PROBLEM =
Only lines that contain the word "identical" are to be returned from the data below.
*** INPUT DATA Section Begins ***
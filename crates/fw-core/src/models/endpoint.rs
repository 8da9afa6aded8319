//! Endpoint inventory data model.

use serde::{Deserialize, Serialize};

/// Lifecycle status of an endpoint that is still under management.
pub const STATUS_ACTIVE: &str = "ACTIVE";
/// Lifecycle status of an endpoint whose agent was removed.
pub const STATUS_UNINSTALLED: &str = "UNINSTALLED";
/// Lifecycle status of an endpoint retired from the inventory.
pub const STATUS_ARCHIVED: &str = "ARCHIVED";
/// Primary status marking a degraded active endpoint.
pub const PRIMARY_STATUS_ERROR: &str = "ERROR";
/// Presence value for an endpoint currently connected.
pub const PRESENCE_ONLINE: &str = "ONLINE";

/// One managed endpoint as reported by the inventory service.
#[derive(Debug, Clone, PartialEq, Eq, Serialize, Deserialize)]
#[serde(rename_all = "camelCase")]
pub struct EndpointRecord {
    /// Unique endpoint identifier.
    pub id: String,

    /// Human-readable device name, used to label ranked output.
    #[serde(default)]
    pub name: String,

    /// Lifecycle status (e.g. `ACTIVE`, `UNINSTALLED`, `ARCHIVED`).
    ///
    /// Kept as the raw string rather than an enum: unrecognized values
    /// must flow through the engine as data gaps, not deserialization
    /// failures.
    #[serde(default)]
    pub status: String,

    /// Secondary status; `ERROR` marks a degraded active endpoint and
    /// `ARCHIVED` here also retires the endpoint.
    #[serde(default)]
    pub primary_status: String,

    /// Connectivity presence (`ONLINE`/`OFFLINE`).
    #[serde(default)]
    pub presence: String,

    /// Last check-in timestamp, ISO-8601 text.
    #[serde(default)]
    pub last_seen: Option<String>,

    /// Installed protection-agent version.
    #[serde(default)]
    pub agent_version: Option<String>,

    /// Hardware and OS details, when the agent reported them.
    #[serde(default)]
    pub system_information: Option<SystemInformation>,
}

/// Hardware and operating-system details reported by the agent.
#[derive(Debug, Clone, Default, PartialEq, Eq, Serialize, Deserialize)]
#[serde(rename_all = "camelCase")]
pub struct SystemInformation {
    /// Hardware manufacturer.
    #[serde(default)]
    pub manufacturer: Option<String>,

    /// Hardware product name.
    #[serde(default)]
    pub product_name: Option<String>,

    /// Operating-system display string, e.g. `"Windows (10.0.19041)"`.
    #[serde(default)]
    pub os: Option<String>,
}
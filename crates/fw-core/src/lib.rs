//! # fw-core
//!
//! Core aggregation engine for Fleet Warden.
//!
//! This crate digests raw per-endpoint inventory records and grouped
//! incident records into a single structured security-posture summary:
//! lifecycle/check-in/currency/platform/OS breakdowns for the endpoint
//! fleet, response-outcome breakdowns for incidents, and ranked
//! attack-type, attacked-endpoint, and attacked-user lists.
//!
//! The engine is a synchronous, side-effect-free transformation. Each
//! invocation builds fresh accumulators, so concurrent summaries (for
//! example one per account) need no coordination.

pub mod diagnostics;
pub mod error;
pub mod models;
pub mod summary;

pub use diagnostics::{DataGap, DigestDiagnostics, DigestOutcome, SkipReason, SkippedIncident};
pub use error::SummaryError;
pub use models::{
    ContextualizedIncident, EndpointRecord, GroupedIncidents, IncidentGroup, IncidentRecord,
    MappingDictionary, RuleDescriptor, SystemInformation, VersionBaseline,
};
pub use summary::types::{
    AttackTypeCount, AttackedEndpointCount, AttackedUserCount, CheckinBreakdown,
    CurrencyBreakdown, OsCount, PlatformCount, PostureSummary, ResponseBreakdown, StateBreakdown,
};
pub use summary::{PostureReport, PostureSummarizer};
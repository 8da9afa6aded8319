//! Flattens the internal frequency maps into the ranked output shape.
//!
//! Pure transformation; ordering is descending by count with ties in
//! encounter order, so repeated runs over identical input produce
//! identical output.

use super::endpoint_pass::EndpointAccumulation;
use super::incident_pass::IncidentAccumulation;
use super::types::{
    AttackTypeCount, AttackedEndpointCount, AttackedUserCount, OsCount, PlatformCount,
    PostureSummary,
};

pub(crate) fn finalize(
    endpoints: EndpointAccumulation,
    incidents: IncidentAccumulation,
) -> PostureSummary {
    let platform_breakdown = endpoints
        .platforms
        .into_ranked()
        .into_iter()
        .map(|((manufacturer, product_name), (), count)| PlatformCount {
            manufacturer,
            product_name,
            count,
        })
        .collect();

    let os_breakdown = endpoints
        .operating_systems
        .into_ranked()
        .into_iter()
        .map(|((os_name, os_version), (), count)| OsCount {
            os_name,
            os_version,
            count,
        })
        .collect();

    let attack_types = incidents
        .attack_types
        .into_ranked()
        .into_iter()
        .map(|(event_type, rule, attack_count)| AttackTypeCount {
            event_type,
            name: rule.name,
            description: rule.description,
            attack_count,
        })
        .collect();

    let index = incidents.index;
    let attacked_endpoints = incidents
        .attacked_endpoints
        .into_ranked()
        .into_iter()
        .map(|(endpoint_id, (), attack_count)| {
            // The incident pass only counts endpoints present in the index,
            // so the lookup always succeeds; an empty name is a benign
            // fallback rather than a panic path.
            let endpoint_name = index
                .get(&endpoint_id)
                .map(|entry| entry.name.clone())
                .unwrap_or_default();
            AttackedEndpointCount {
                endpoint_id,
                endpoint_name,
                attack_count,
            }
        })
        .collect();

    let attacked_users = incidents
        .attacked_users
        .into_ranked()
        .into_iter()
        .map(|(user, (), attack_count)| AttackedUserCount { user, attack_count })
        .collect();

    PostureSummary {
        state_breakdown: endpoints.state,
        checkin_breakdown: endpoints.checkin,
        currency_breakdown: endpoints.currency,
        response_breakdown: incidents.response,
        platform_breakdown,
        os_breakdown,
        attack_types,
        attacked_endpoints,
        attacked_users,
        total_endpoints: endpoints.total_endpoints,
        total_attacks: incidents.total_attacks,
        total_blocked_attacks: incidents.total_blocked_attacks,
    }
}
*** INPUT DATA Section Ends ***
SOLUTION TO THE EXERCISE =
//! encounter order, so repeated runs over identical input produce
//! identical output.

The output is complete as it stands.